Leave the Word Alone
New York: Pequod Press, 1979.
First printing. 15) pp., 5.75 x 8.5 inches. Stapled into printed card covers. Introduction by Allen Ginsberg, and illustration by James Kearns. “Handset in Lydian Medium 10 point by R’lene Howell Dahlberg at the Pequod Press, November 1979.” Covers toned at the edges from age, but otherwise as new. Item #4117
“Leave the Word Alone” was Edward Marshall’s sole contribution to Donald Allen’s landmark 1960 anthology The New American Poetry, and was the longest poem in the book. A few years before, Marshall had sent the poem — his first significant effort in poetry — to Charles Olson at Black Mountain, at the urging of John Wieners; Olson was excited by the work, writing to Marshall with high praise, and according to Robert Duncan it was the poem that everyone at Black Mountain was reading that summer. Through Olson’s agency the poem was added to the contents of Black Mountain Review 7 (the last issue), and then picked by Donald Allen from there. Allen Ginsberg had encountered the poem at some point in the late 1950s, and credited it with directly influencing his own poem “Kaddish.”

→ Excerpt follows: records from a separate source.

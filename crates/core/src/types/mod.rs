//! Core types for PartsHub.
//!
//! This module provides the domain types shared across the workspace.

pub mod facets;
pub mod part;
pub mod status;

pub use facets::{FacetCount, FilterOptions};
pub use part::{Part, PartImages};
pub use status::{ParseStockStatusError, StockStatus};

Marshall published two slender books in the 1960s, but a planned larger collection never materialized, despite the efforts of first Irving Rosenthal, and then R’lene Dahlberg — though the latter did bring out this first separate edition of his best-known poem, years later. She asked Allen Ginsberg to write an introduction, ultimately using for that purpose about a third of the long essay that he wrote (“Marshall’s Service”).
Right around the time that this pamphlet appeared, Marshall gave a reading with Michael Rumaker at the Poetry Project at St. Mark’s Church in New York, one of the last traces of his literary life. At some point in the next decade he left the City, moving to North Carolina (very close to Black Mountain), where he died in 2005.
This uncirculated copy of Leave the Word Alone was among the remaining inventory of the press after Dahlberg’s death. The edition size is unknown; there were also 100 numbered copies signed by Marshall and Kearns, with an original signed print of the illustration as frontispiece.